Barbadian Prime Minister Mia Mottley’s ambitious plan is changing the conversation around debt and disaster relief.

How a small island nation is leading the charge for more equitable global governance

For many countries in the Global South, tackling today’s interlocking crises – climate change, the pandemic, the rising cost of living supercharged by Russia’s invasion of Ukraine – is made practically impossible by sky-high interest rates on runaway government debt.

Enter Barbados.

No world leader is being invoked more at the moment than Barbadian Prime Minister Mia Mottley, along with her ambitious plan to change the global financial system to end this crippling debt and build climate resilience: the Bridgetown Agenda. 

For this episode of our podcast, Rethinking Humanitarianism, host Heba Aly sits down with two people close to the plan: Avinash Persaud, Mottley’s special envoy on finance and investment; and François Jackman, the island nation’s UN ambassador.

"We don't use the word reform too much, because for 50 years, countries have been saying reform, and that just leads to nothing,” Persaud tells Aly. “But we say there are five things that you can do. And if you did those achievable things, it would actually redraw the global financial system."

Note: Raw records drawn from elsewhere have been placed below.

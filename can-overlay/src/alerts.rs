//! Alert arbiter for the lane-keep status frame
//!
//! Decides, for one tick, whether a stock alert is cleared, replaced by a
//! system alert, or left alone. Steps run in a fixed order: stock
//! suppression first, then system alerts, so a code cleared this tick can
//! only come back if the system asks for it.

use crate::command::{Command, VisualAlert};
use crate::config::AlertPolicy;
use crate::frames::fields::{KEEP_HANDS_ON_WHEEL, LKAS_ALERT};
use crate::types::FieldSnapshot;

/// `LKAS_Alert` value meaning no alert
pub const NO_ALERT: i64 = 0;
/// Stock tone played when stock lane-keep disengages
pub const DISENGAGE_TONE: i64 = 27;
pub const RIGHT_DEPARTURE: i64 = 11;
pub const LEFT_DEPARTURE: i64 = 12;

/// Apply the arbiter to `values` in place
pub fn arbitrate(values: &mut FieldSnapshot, command: &Command, policy: AlertPolicy) {
    let clear_stock_lkas = match policy {
        AlertPolicy::Reference => command.active,
        AlertPolicy::Unconditional => true,
    };

    // Hands-on warning is redundant with system monitoring while engaged;
    // tone 27 would sound a false disengagement chime.
    if clear_stock_lkas {
        values.replace_if(KEEP_HANDS_ON_WHEEL, &[1], 0);
        values.replace_if(LKAS_ALERT, &[DISENGAGE_TONE], NO_ALERT);
    }

    values.replace_if(LKAS_ALERT, &[RIGHT_DEPARTURE, LEFT_DEPARTURE], NO_ALERT);

    if command.visual_alert == VisualAlert::SteerRequired {
        values.set(KEEP_HANDS_ON_WHEEL, 1);
    }

    // Never overwrite a stock alert that survived suppression (e.g. FCW).
    let alert_free = values.get(LKAS_ALERT).unwrap_or(NO_ALERT) == NO_ALERT;
    if alert_free {
        if let Some(code) = departure_code(command) {
            values.set(LKAS_ALERT, code);
        }
    }
}

/// Departure code for the command, left before right
fn departure_code(command: &Command) -> Option<i64> {
    if !command.visual_alert.is_lane_departure() {
        return None;
    }

    if command.left_lane_depart {
        Some(LEFT_DEPARTURE)
    } else if command.right_lane_depart {
        Some(RIGHT_DEPARTURE)
    } else {
        match command.visual_alert {
            VisualAlert::LaneDepartureLeft => Some(LEFT_DEPARTURE),
            VisualAlert::LaneDepartureRight => Some(RIGHT_DEPARTURE),
            _ => None,
        }
    }
}
//! Frame catalogue
//!
//! Which logical frames each vehicle generation carries, the DBC message
//! that backs them, and the footer (rolling counter and/or checksum) the
//! receiving node expects.

use crate::sequencer::CounterWidth;
use serde::{Deserialize, Serialize};
use std::fmt;

/// Signal names shared with the DBC
pub mod fields {
    pub const COUNTER: &str = "Counter";
    pub const CHECKSUM: &str = "Checksum";

    // Integrated steering command
    pub const LKAS_OUTPUT: &str = "LKAS_Output";
    pub const LKAS_REQUEST: &str = "LKAS_Request";
    pub const SET_1: &str = "SET_1";

    // Legacy steering command
    pub const LKAS_COMMAND: &str = "LKAS_Command";
    pub const LKAS_ACTIVE_REQUEST: &str = "LKAS_Active";

    pub const CRUISE_CANCEL: &str = "Cruise_Cancel";
    pub const CRUISE_BUTTON: &str = "Cruise_Button";

    // Lane-keep status / dash alert
    pub const LKAS_ALERT: &str = "LKAS_Alert";
    pub const KEEP_HANDS_ON_WHEEL: &str = "Keep_Hands_On_Wheel";
    pub const LKAS_ACTIVE: &str = "LKAS_ACTIVE";
    pub const LKAS_DASH_ICON: &str = "LKAS_Dash_Icon";
    pub const LEFT_LINE_ENABLE: &str = "LKAS_Left_Line_Enable";
    pub const RIGHT_LINE_ENABLE: &str = "LKAS_Right_Line_Enable";
    pub const LEFT_LINE_VISIBLE: &str = "LKAS_Left_Line_Visible";
    pub const RIGHT_LINE_VISIBLE: &str = "LKAS_Right_Line_Visible";

    pub const LKAS_STATE_MSG: &str = "LKAS_State_Msg";

    pub const THROTTLE_PEDAL: &str = "Throttle_Pedal";
    pub const SPEED: &str = "Speed";
}

/// Logical message identifier, stable across generations
#[derive(Debug, Clone, Copy, PartialEq, Eq, Hash, PartialOrd, Ord, Serialize, Deserialize)]
#[serde(rename_all = "snake_case")]
pub enum FrameId {
    SteeringCommand,
    DistanceCancel,
    LaneKeepStatus,
    DashStatus,
    CruiseThrottle,
    Throttle,
    Brake,
}

impl fmt::Display for FrameId {
    fn fmt(&self, f: &mut fmt::Formatter<'_>) -> fmt::Result {
        let name = match self {
            FrameId::SteeringCommand => "steering_command",
            FrameId::DistanceCancel => "distance_cancel",
            FrameId::LaneKeepStatus => "lane_keep_status",
            FrameId::DashStatus => "dash_status",
            FrameId::CruiseThrottle => "cruise_throttle",
            FrameId::Throttle => "throttle",
            FrameId::Brake => "brake",
        };
        write!(f, "{}", name)
    }
}

/// Vehicle generation, selects frame layouts and steering field names
#[derive(Debug, Clone, Copy, PartialEq, Eq, Hash, Default, Serialize, Deserialize)]
#[serde(rename_all = "snake_case")]
pub enum Generation {
    /// Rolling counter (mod 16) on the steering command, no checksums
    #[default]
    Integrated,
    /// Pre-global: counter (mod 8) plus checksum byte on the steering
    /// command, checksum on the cruise throttle frame
    Legacy,
}

impl fmt::Display for Generation {
    fn fmt(&self, f: &mut fmt::Formatter<'_>) -> fmt::Result {
        match self {
            Generation::Integrated => write!(f, "integrated"),
            Generation::Legacy => write!(f, "legacy"),
        }
    }
}

/// Rolling counter placement
#[derive(Debug, Clone, Copy, PartialEq, Eq)]
pub struct CounterField {
    pub name: &'static str,
    pub width: CounterWidth,
}

/// Checksum placement: the field and how many leading payload bytes it covers
#[derive(Debug, Clone, Copy, PartialEq, Eq)]
pub struct ChecksumField {
    pub name: &'static str,
    pub covered_bytes: usize,
}

/// Everything the dispatcher needs to know about one frame of one generation
#[derive(Debug, Clone, Copy, PartialEq, Eq)]
pub struct FrameLayout {
    /// DBC message name handed to the encoder
    pub message: &'static str,
    pub counter: Option<CounterField>,
    pub checksum: Option<ChecksumField>,
}

impl FrameLayout {
    const fn plain(message: &'static str) -> Self {
        Self {
            message,
            counter: None,
            checksum: None,
        }
    }
}

/// Steering command field names; both generations share one rule
#[derive(Debug, Clone, Copy, PartialEq, Eq)]
pub struct SteeringFields {
    pub torque: &'static str,
    pub request: &'static str,
    /// Protocol-required constant (name, value)
    pub constant: Option<(&'static str, i64)>,
}

const LEGACY_CHECKSUM: ChecksumField = ChecksumField {
    name: fields::CHECKSUM,
    covered_bytes: 7,
};

impl Generation {
    /// All frames this generation carries, in emission order
    pub fn frames(&self) -> &'static [FrameId] {
        match self {
            Generation::Integrated => &[
                FrameId::SteeringCommand,
                FrameId::DistanceCancel,
                FrameId::LaneKeepStatus,
                FrameId::DashStatus,
                FrameId::Throttle,
                FrameId::Brake,
            ],
            Generation::Legacy => &[
                FrameId::SteeringCommand,
                FrameId::CruiseThrottle,
                FrameId::Throttle,
                FrameId::Brake,
            ],
        }
    }

    /// Layout of `frame`, or None if this generation does not carry it
    pub fn layout(&self, frame: FrameId) -> Option<FrameLayout> {
        let layout = match (self, frame) {
            (Generation::Integrated, FrameId::SteeringCommand) => FrameLayout {
                message: "ES_LKAS",
                counter: Some(CounterField {
                    name: fields::COUNTER,
                    width: CounterWidth::Mod16,
                }),
                checksum: None,
            },
            (Generation::Integrated, FrameId::DistanceCancel) => FrameLayout::plain("ES_Distance"),
            (Generation::Integrated, FrameId::LaneKeepStatus) => FrameLayout::plain("ES_LKAS_State"),
            (Generation::Integrated, FrameId::DashStatus) => FrameLayout::plain("ES_DashStatus"),
            (Generation::Legacy, FrameId::SteeringCommand) => FrameLayout {
                message: "ES_LKAS",
                counter: Some(CounterField {
                    name: fields::COUNTER,
                    width: CounterWidth::Mod8,
                }),
                checksum: Some(LEGACY_CHECKSUM),
            },
            (Generation::Legacy, FrameId::CruiseThrottle) => FrameLayout {
                message: "ES_CruiseThrottle",
                counter: None,
                checksum: Some(LEGACY_CHECKSUM),
            },
            (_, FrameId::Throttle) => FrameLayout::plain("Throttle"),
            (_, FrameId::Brake) => FrameLayout::plain("Brake_Pedal"),
            _ => return None,
        };
        Some(layout)
    }

    /// Steering command field names for this generation
    pub fn steering_fields(&self) -> SteeringFields {
        match self {
            Generation::Integrated => SteeringFields {
                torque: fields::LKAS_OUTPUT,
                request: fields::LKAS_REQUEST,
                constant: Some((fields::SET_1, 1)),
            },
            Generation::Legacy => SteeringFields {
                torque: fields::LKAS_COMMAND,
                request: fields::LKAS_ACTIVE_REQUEST,
                constant: None,
            },
        }
    }
}
//! Scripted in-memory driver for exercising sessions without a browser.
//!
//! [`FakeDriverBuilder::build`] returns the driver plus a
//! [`FakeDriverController`] that mutates the scripted page (which selectors
//! match, what element reads return) and inspects what the session did
//! (navigations, clicks, typed text). Waits poll the shared state on a
//! short interval, so bounded timeouts behave like the real driver's.

use std::collections::{HashMap, HashSet};
use std::sync::Arc;
use std::time::Duration;

use async_trait::async_trait;
use parking_lot::Mutex;
use serde_json::Value;
use tokio::time::{Instant, sleep};

use crate::error::{DriverError, Result};
use crate::page::{ClickOptions, ElementHandle, PageDriver, TypeOptions, WaitOptions, WaitOutcome};

const POLL_INTERVAL: Duration = Duration::from_millis(2);

/// A click the session performed, labeled by the element's selector.
#[derive(Debug, Clone, PartialEq, Eq)]
pub struct RecordedClick {
	pub selector: String,
	pub presses: u32,
}

/// Text the session typed, labeled by the element's selector.
#[derive(Debug, Clone, PartialEq, Eq)]
pub struct RecordedType {
	pub selector: String,
	pub text: String,
}

#[derive(Debug, Clone)]
struct ScriptedElement {
	id: String,
	visible: bool,
	/// What `evaluate_on` returns for this element.
	payload: Value,
}

#[derive(Default)]
struct PageState {
	next_id: u64,
	/// Selector -> scripted matches, in render order.
	elements: HashMap<String, Vec<ScriptedElement>>,
	/// Element id -> the selector it was scripted under. Survives removal
	/// so interactions with stale handles still record.
	selector_by_id: HashMap<String, String>,
	/// Page-level expression -> scripted evaluation result.
	evaluations: HashMap<String, Value>,
	/// Selectors whose lookups fail with a scripted driver error.
	failing_selectors: HashSet<String>,
	/// Expressions whose evaluation fails with a scripted driver error.
	failing_expressions: HashSet<String>,
	navigations: Vec<String>,
	clicks: Vec<RecordedClick>,
	typed: Vec<RecordedType>,
	/// Selectors passed to `query_all`, in call order.
	list_queries: Vec<String>,
}

/// Builder for a scripted driver/controller pair.
pub struct FakeDriverBuilder {
	// Nothing to configure yet; mirrors the driver construction seam.
}

impl FakeDriverBuilder {
	pub fn new() -> Self {
		Self {}
	}

	pub fn build(self) -> (FakeDriver, FakeDriverController) {
		let state = Arc::new(Mutex::new(PageState::default()));
		(FakeDriver { state: Arc::clone(&state) }, FakeDriverController { state })
	}
}

impl Default for FakeDriverBuilder {
	fn default() -> Self {
		Self::new()
	}
}

/// Controller for scripting page state and inspecting interactions.
pub struct FakeDriverController {
	state: Arc<Mutex<PageState>>,
}

impl FakeDriverController {
	/// Adds a visible element matching `selector`; reads return `Null`.
	pub fn add_element(&self, selector: &str) -> ElementHandle {
		self.add_element_with_payload(selector, Value::Null)
	}

	/// Adds a visible element whose `evaluate_on` result is `payload`.
	pub fn add_element_with_payload(&self, selector: &str, payload: Value) -> ElementHandle {
		let mut state = self.state.lock();
		let id = format!("el-{}", state.next_id);
		state.next_id += 1;
		state.selector_by_id.insert(id.clone(), selector.to_string());
		state
			.elements
			.entry(selector.to_string())
			.or_default()
			.push(ScriptedElement { id: id.clone(), visible: true, payload });
		ElementHandle::new(id)
	}

	/// Removes every element scripted under `selector`.
	pub fn remove_elements(&self, selector: &str) {
		self.state.lock().elements.remove(selector);
	}

	/// Scripts the result of a page-level expression.
	pub fn set_evaluation(&self, expression: &str, value: Value) {
		self.state.lock().evaluations.insert(expression.to_string(), value);
	}

	/// Makes lookups of `selector` fail with a driver error.
	pub fn fail_selector(&self, selector: &str) {
		self.state.lock().failing_selectors.insert(selector.to_string());
	}

	/// Makes evaluation of `expression` fail with a driver error.
	pub fn fail_expression(&self, expression: &str) {
		self.state.lock().failing_expressions.insert(expression.to_string());
	}

	pub fn navigations(&self) -> Vec<String> {
		self.state.lock().navigations.clone()
	}

	pub fn clicks(&self) -> Vec<RecordedClick> {
		self.state.lock().clicks.clone()
	}

	/// Clicks recorded against `selector`.
	pub fn clicks_on(&self, selector: &str) -> Vec<RecordedClick> {
		self.clicks().into_iter().filter(|click| click.selector == selector).collect()
	}

	pub fn typed(&self) -> Vec<RecordedType> {
		self.state.lock().typed.clone()
	}

	/// Selectors the session listed via `query_all`, in call order.
	pub fn list_queries(&self) -> Vec<String> {
		self.state.lock().list_queries.clone()
	}
}

/// Scripted [`PageDriver`] implementation.
pub struct FakeDriver {
	state: Arc<Mutex<PageState>>,
}

impl FakeDriver {
	fn check_selector(state: &PageState, selector: &str) -> Result<()> {
		if state.failing_selectors.contains(selector) {
			return Err(DriverError::Evaluate(format!("scripted failure for selector {selector}")));
		}
		Ok(())
	}

	fn selector_of(state: &PageState, element: &ElementHandle) -> String {
		state
			.selector_by_id
			.get(element.id())
			.cloned()
			.unwrap_or_else(|| format!("unknown:{}", element.id()))
	}
}

#[async_trait]
impl PageDriver for FakeDriver {
	async fn navigate(&self, url: &str) -> Result<()> {
		self.state.lock().navigations.push(url.to_string());
		Ok(())
	}

	async fn wait_for_element(&self, selector: &str, opts: WaitOptions) -> Result<WaitOutcome<ElementHandle>> {
		let deadline = opts.timeout.map(|timeout| Instant::now() + timeout);
		loop {
			{
				let state = self.state.lock();
				Self::check_selector(&state, selector)?;
				let found = state
					.elements
					.get(selector)
					.and_then(|matches| matches.iter().find(|element| !opts.visible || element.visible));
				if let Some(element) = found {
					return Ok(WaitOutcome::Satisfied(ElementHandle::new(element.id.clone())));
				}
			}
			if let Some(deadline) = deadline {
				if Instant::now() >= deadline {
					return Ok(WaitOutcome::TimedOut);
				}
			}
			sleep(POLL_INTERVAL).await;
		}
	}

	async fn wait_for_condition(&self, expression: &str, opts: WaitOptions) -> Result<WaitOutcome<()>> {
		let deadline = opts.timeout.map(|timeout| Instant::now() + timeout);
		loop {
			{
				let state = self.state.lock();
				if state.failing_expressions.contains(expression) {
					return Err(DriverError::Evaluate(format!("scripted failure for expression {expression}")));
				}
				let satisfied = state
					.evaluations
					.get(expression)
					.is_some_and(|value| value.as_bool().unwrap_or(!value.is_null()));
				if satisfied {
					return Ok(WaitOutcome::Satisfied(()));
				}
			}
			if let Some(deadline) = deadline {
				if Instant::now() >= deadline {
					return Ok(WaitOutcome::TimedOut);
				}
			}
			sleep(POLL_INTERVAL).await;
		}
	}

	async fn query(&self, selector: &str) -> Result<Option<ElementHandle>> {
		let state = self.state.lock();
		Self::check_selector(&state, selector)?;
		Ok(state
			.elements
			.get(selector)
			.and_then(|matches| matches.first())
			.map(|element| ElementHandle::new(element.id.clone())))
	}

	async fn query_all(&self, selector: &str) -> Result<Vec<ElementHandle>> {
		let mut state = self.state.lock();
		state.list_queries.push(selector.to_string());
		Self::check_selector(&state, selector)?;
		Ok(state
			.elements
			.get(selector)
			.map(|matches| matches.iter().map(|element| ElementHandle::new(element.id.clone())).collect())
			.unwrap_or_default())
	}

	async fn click(&self, element: &ElementHandle, opts: ClickOptions) -> Result<()> {
		let mut state = self.state.lock();
		let selector = Self::selector_of(&state, element);
		state.clicks.push(RecordedClick { selector, presses: opts.presses });
		Ok(())
	}

	async fn type_text(&self, element: &ElementHandle, text: &str, _opts: TypeOptions) -> Result<()> {
		let mut state = self.state.lock();
		let selector = Self::selector_of(&state, element);
		state.typed.push(RecordedType { selector, text: text.to_string() });
		Ok(())
	}

	async fn evaluate(&self, expression: &str) -> Result<Value> {
		let state = self.state.lock();
		if state.failing_expressions.contains(expression) {
			return Err(DriverError::Evaluate(format!("scripted failure for expression {expression}")));
		}
		Ok(state.evaluations.get(expression).cloned().unwrap_or(Value::Null))
	}

	async fn evaluate_on(&self, element: &ElementHandle, _function: &str) -> Result<Value> {
		let state = self.state.lock();
		let payload = state
			.elements
			.values()
			.flatten()
			.find(|candidate| candidate.id == element.id())
			.map(|candidate| candidate.payload.clone());
		Ok(payload.unwrap_or(Value::Null))
	}
}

Launched in September, the Bridgetown Initiative (as it is also known) lays out a step-by-step roadmap that begins by pressing the International Monetary Fund and other international financial institutions to unlock financing on more palatable terms for crisis-hit countries so they can better prevent and respond to disasters. It also calls for the setting up of a global mechanism to accelerate private sector investment in mitigation and reconstruction.

Can this tiny Caribbean country of 300,000 people reform the international architecture around government debt and disaster relief?